# 90 Gallon on second floor



## wlyons9856 (Sep 16, 2010)

I am currently placing my 90 Gallon tank in my room on the second floor, I have read tons of article on what it can and can't hold, *** ran it perpendicular to my floor joists and I am very confident it will hold. Who else has large aquariums on the second floor?


----------



## csaxe21 (Jun 7, 2009)

definitely not as big but I have a 55 gallon with a few hundred pounds of rock upstairs and so far so good. Its been a few months :thumb:


----------



## duds (Apr 16, 2010)

Mine is slightly smaller, but I have a 75 on a pretty sturdy (heavy) stand on my second floor. I'm pretty sure it's sitting parallel with the floor joists, but I really can't see a problem with that. You don't really worry about a floor collapsing when three or four big guys stand near to each other.


----------



## wlyons9856 (Sep 16, 2010)

I am 6'9" 250, I was up there jumping around all day today to test it. I know this is in no way a way to measure support but just thought you guys would love picturing someone that big jumping up and down like an animal. :lol:


----------



## Manoah Marton (Feb 17, 2009)

ROFL...I think that a 90 shouldn't be too much of a problem (never had a tank that large, but you have furniture in a room, and a couple of big guys...no prob...)

Manoah Marton


----------



## PfunMo (Jul 30, 2009)

It's a question that comes up often and rarely gets solved. While there are many many theories brought forward, the one that always gets to the facts with me is quite simple. Does anybody know personally of a house that has been damaged by a fish tank's weight? Nobody has ever come forward when I've been reading and said it happened to him.


----------



## wlyons9856 (Sep 16, 2010)

Well, hopefully I am NOT that person. If I am though, pics will be posted. Jeez I'm a dope.


----------



## Dj823cichild (Mar 30, 2009)

You should be fine!


----------



## zoyvig (Oct 27, 2006)

For years I had 55 over 40L on my second floor bedroom against an outside wall with no problems and my daughter has a 110 and 55 in her attic/bedroom that are not over supporting walls.

Good luck!


----------



## Dj823cichild (Mar 30, 2009)

Wow the 110 in the attic would scare me!!!!


----------



## PfunMo (Jul 30, 2009)

wlyons9856

No way that it is a dopey question. The guy that's a dope would have had a question and just not asked or wondered. Like I said, there have been lots of people with the same question. 
The guy that does get caught and didn't ask is the one we'll accuse of being a dope. (And secretly be glad it wasn't us.)


----------



## Low Budget (Sep 15, 2010)

I had the same concerns with my 180 gallon on the first floor but over a basement. I spoke to a few contractor buddies and a structural engineer and they all said no problem as long as it is perpendicular to the joist and as close as possible to a perimeter wall or supported wall. My joist are 2x10 16" on center with cross blocking. I don't think it matters what floor as long as it is a supported wall. Do you know what the framing of the floor looks like?


----------



## StructureGuy (Jul 27, 2002)

PfunMo said:


> It's a question that comes up often and rarely gets solved. While there are many many theories brought forward, the one that always gets to the facts with me is quite simple. Does anybody know personally of a house that has been damaged by a fish tank's weight? Nobody has ever come forward when I've been reading and said it happened to him.

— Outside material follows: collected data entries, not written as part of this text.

/// Asset resolution
///
/// Turns a logical sound name into a local, playable file. Bundled sounds win,
/// then the download cache; anything else is fetched once from the configured
/// base URL and remembered.

use std::collections::{HashMap, HashSet};
use std::fs::{self, File};
use std::io;
use std::path::{Path, PathBuf};
use std::sync::atomic::{AtomicU64, Ordering};
use std::time::Duration;

use parking_lot::Mutex;

use crate::audio_system::probe;
use crate::audio_system::source::{SILENCE_ASSET, SILENCE_CLIP_LENGTH};
use crate::config::EngineSettings;
use crate::error::AssetError;

const DOWNLOAD_TIMEOUT: Duration = Duration::from_secs(30);

/// Ensures a named asset is present locally
pub trait AssetResolver: Send + Sync {
    /// Idempotent; repeated calls for the same name are cheap
    fn resolve(&self, name: &str) -> Result<PathBuf, AssetError>;
}

fn validate_name(name: &str) -> Result<(), AssetError> {
    let invalid = name.is_empty()
        || name.contains('/')
        || name.contains('\\')
        || name.starts_with('.');
    if invalid {
        return Err(AssetError::InvalidName(name.to_string()));
    }
    Ok(())
}

/// Disk-backed resolver with download-once caching
pub struct CachedAssetResolver {
    bundled_dir: PathBuf,
    cache_dir: PathBuf,
    base_url: Option<String>,
    resolved: Mutex<HashMap<String, PathBuf>>,
    next_partial: AtomicU64,
}

impl CachedAssetResolver {
    pub fn new(bundled_dir: PathBuf, cache_dir: PathBuf, base_url: Option<String>) -> Self {
        Self {
            bundled_dir,
            cache_dir,
            base_url,
            resolved: Mutex::new(HashMap::new()),
            next_partial: AtomicU64::new(0),
        }
    }

    pub fn from_settings(settings: &EngineSettings) -> Self {
        Self::new(
            settings.assets_dir.clone(),
            settings.cache_dir.clone(),
            settings.download_base_url.clone(),
        )
    }

    fn locate(&self, name: &str) -> Option<PathBuf> {
        [self.bundled_dir.join(name), self.cache_dir.join(name)]
            .into_iter()
            .find(|path| path.is_file())
    }

    fn store_err(&self, name: &str, path: &Path, source: io::Error) -> AssetError {
        AssetError::StoreFailed {
            name: name.to_string(),
            path: path.display().to_string(),
            source,
        }
    }

    /// Unique scratch file per write, so concurrent resolves never share one
    fn partial_path(&self, name: &str) -> PathBuf {
        let seq = self.next_partial.fetch_add(1, Ordering::Relaxed);
        self.cache_dir
            .join(format!("{}.{}-{}.part", name, std::process::id(), seq))
    }

    fn generate_silence(&self) -> Result<PathBuf, AssetError> {
        let target = self.cache_dir.join(SILENCE_ASSET);
        let partial = self.partial_path(SILENCE_ASSET);
        fs::create_dir_all(&self.cache_dir)
            .map_err(|e| self.store_err(SILENCE_ASSET, &self.cache_dir, e))?;

        probe::write_silence(&partial, SILENCE_CLIP_LENGTH).map_err(|e| {
            let _ = fs::remove_file(&partial);
            self.store_err(SILENCE_ASSET, &partial, io::Error::new(io::ErrorKind::Other, e))
        })?;
        fs::rename(&partial, &target).map_err(|e| self.store_err(SILENCE_ASSET, &target, e))?;

        tracing::info!("Generated silence clip at {}", target.display());
        Ok(target)
    }

    fn download(&self, name: &str, base_url: &str) -> Result<PathBuf, AssetError> {
        let url = format!("{}/{}", base_url.trim_end_matches('/'), name);
        let target = self.cache_dir.join(name);
        let partial = self.partial_path(name);

        tracing::info!("Downloading {} from {}", name, url);

        let user_agent = format!("MeditationAudio/{}", env!("CARGO_PKG_VERSION"));
        let response = ureq::get(&url)
            .set("User-Agent", &user_agent)
            .timeout(DOWNLOAD_TIMEOUT)
            .call()
            .map_err(|e| AssetError::DownloadFailed {
                name: name.to_string(),
                url: url.clone(),
                source: e.to_string().into(),
            })?;

        fs::create_dir_all(&self.cache_dir).map_err(|e| self.store_err(name, &self.cache_dir, e))?;

        let mut file = File::create(&partial).map_err(|e| self.store_err(name, &partial, e))?;
        io::copy(&mut response.into_reader(), &mut file).map_err(|e| {
            let _ = fs::remove_file(&partial);
            AssetError::DownloadFailed {
                name: name.to_string(),
                url: url.clone(),
                source: Box::new(e),
            }
        })?;
        drop(file);

        // Only complete downloads ever carry the real name
        fs::rename(&partial, &target).map_err(|e| self.store_err(name, &target, e))?;

        tracing::info!("Cached {} at {}", name, target.display());
        Ok(target)
    }
}

impl AssetResolver for CachedAssetResolver {
    fn resolve(&self, name: &str) -> Result<PathBuf, AssetError> {
        validate_name(name)?;

        if let Some(path) = self.resolved.lock().get(name) {
            return Ok(path.clone());
        }

        // Not holding the cache lock here: downloads for different names may overlap
        let path = match self.locate(name) {
            Some(path) => path,
            None if name == SILENCE_ASSET => self.generate_silence()?,
            None => match self.base_url.as_deref() {
                Some(base_url) => self.download(name, base_url)?,
                None => return Err(AssetError::NotFound(name.to_string())),
            },
        };

        self.resolved.lock().insert(name.to_string(), path.clone());
        Ok(path)
    }
}

/// Resolver that maps every name under a root without touching the disk.
///
/// Used for dry runs and tests; individual names can be made to fail.
pub struct PassthroughResolver {
    root: PathBuf,
    missing: Mutex<HashSet<String>>,
    calls: Mutex<Vec<String>>,
}

impl PassthroughResolver {
    pub fn new(root: impl Into<PathBuf>) -> Self {
        Self {
            root: root.into(),
            missing: Mutex::new(HashSet::new()),
            calls: Mutex::new(Vec::new()),
        }
    }

    /// Make every later resolution of `name` fail
    pub fn fail(&self, name: &str) {
        self.missing.lock().insert(name.to_string());
    }

    pub fn resolve_count(&self, name: &str) -> usize {
        self.calls.lock().iter().filter(|call| call.as_str() == name).count()
    }
}

impl AssetResolver for PassthroughResolver {
    fn resolve(&self, name: &str) -> Result<PathBuf, AssetError> {
        validate_name(name)?;
        self.calls.lock().push(name.to_string());

        if self.missing.lock().contains(name) {
            return Err(AssetError::NotFound(name.to_string()));
        }
        Ok(self.root.join(name))
    }
}

#[cfg(test)]
mod tests {
    use super::*;
    use std::sync::Arc;

    fn temp_dirs(tag: &str) -> (PathBuf, PathBuf) {
        let root = std::env::temp_dir().join(format!("assets-{}-{}", tag, std::process::id()));
        let _ = fs::remove_dir_all(&root);
        let bundled = root.join("bundled");
        let cache = root.join("cache");
        fs::create_dir_all(&bundled).unwrap();
        (bundled, cache)
    }

    #[test]
    fn test_bundled_asset_resolves_and_is_memoised() {
        let (bundled, cache) = temp_dirs("bundled");
        let file = bundled.join("bell.mp3");
        fs::write(&file, b"not really audio").unwrap();

        let resolver = CachedAssetResolver::new(bundled.clone(), cache, None);
        assert_eq!(resolver.resolve("bell.mp3").unwrap(), file);

        // Still answered from the cache once the lookup succeeded
        fs::remove_file(&file).unwrap();
        assert_eq!(resolver.resolve("bell.mp3").unwrap(), file);

        let _ = fs::remove_dir_all(bundled.parent().unwrap());
    }

    #[test]
    fn test_missing_asset_without_download_url() {
        let (bundled, cache) = temp_dirs("missing");
        let resolver = CachedAssetResolver::new(bundled.clone(), cache, None);

        assert!(matches!(
            resolver.resolve("ambiance_rain.mp3"),
            Err(AssetError::NotFound(_))
        ));

        let _ = fs::remove_dir_all(bundled.parent().unwrap());
    }

    #[test]
    fn test_silence_is_generated_into_cache() {
        let (bundled, cache) = temp_dirs("silence");
        let resolver = CachedAssetResolver::new(bundled.clone(), cache.clone(), None);

        let path = resolver.resolve(SILENCE_ASSET).unwrap();
        assert_eq!(path, cache.join(SILENCE_ASSET));
        assert!(path.is_file());

        let length = probe::clip_length(&path).unwrap();
        assert!((length.as_secs_f64() - SILENCE_CLIP_LENGTH.as_secs_f64()).abs() < 0.01);

        let _ = fs::remove_dir_all(bundled.parent().unwrap());
    }

    #[test]
    fn test_concurrent_resolves_publish_complete_files() {
        let (bundled, cache) = temp_dirs("concurrent");
        let resolver = Arc::new(CachedAssetResolver::new(bundled.clone(), cache.clone(), None));

        let workers: Vec<_> = (0..6)
            .map(|_| {
                let resolver = Arc::clone(&resolver);
                std::thread::spawn(move || resolver.resolve(SILENCE_ASSET))
            })
            .collect();
        for worker in workers {
            assert_eq!(worker.join().unwrap().unwrap(), cache.join(SILENCE_ASSET));
        }

        let length = probe::clip_length(&cache.join(SILENCE_ASSET)).unwrap();
        assert!((length.as_secs_f64() - SILENCE_CLIP_LENGTH.as_secs_f64()).abs() < 0.01);
        let leftovers = fs::read_dir(&cache)
            .unwrap()
            .filter_map(Result::ok)
            .filter(|entry| entry.file_name().to_string_lossy().ends_with(".part"))
            .count();
        assert_eq!(leftovers, 0);

        let a = resolver.partial_path("ambiance_rain.mp3");
        let b = resolver.partial_path("ambiance_rain.mp3");
        assert_ne!(a, b);

        let _ = fs::remove_dir_all(bundled.parent().unwrap());
    }

    #[test]
    fn test_rejects_path_like_names() {
        let resolver = PassthroughResolver::new("/sounds");
        assert!(matches!(resolver.resolve("../etc/passwd"), Err(AssetError::InvalidName(_))));
        assert!(matches!(resolver.resolve(""), Err(AssetError::InvalidName(_))));
    }

    #[test]
    fn test_passthrough_failure_injection() {
        let resolver = PassthroughResolver::new("/sounds");
        assert_eq!(resolver.resolve("bell.mp3").unwrap(), PathBuf::from("/sounds/bell.mp3"));

        resolver.fail("bell.mp3");
        assert!(resolver.resolve("bell.mp3").is_err());
        assert_eq!(resolver.resolve_count("bell.mp3"), 2);
    }
}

Yes, I have. Since I wrote the article for this site, I've had several people email me about the structural problems they've had. Only one guy ever sent me photos though. He had problems with a 110 gallon tank. I'll see if I can find the pics.
Kevin


----------



## KiDD (Aug 20, 2010)

You know I use to have a King Size Oak Water bed on the secound floor.. I'm sure a 90 gallon tank will be fine...


----------



## Guams (Aug 21, 2009)

wlyons9856 said:


> I am 6'9" 250, I was up there jumping around all day today to test it. I know this is in no way a way to measure support but just thought you guys would love picturing someone that big jumping up and down like an animal. :lol:


You must have, what... 10 foot ceilings? :lol:


----------



## wlyons9856 (Sep 16, 2010)

Not quite, wasn't jumping my highest, thought that Wednesdays were too early in the week to get concussions. :lol:


----------



## Dj823cichild (Mar 30, 2009)

That would be a great youtube video :thumb:


----------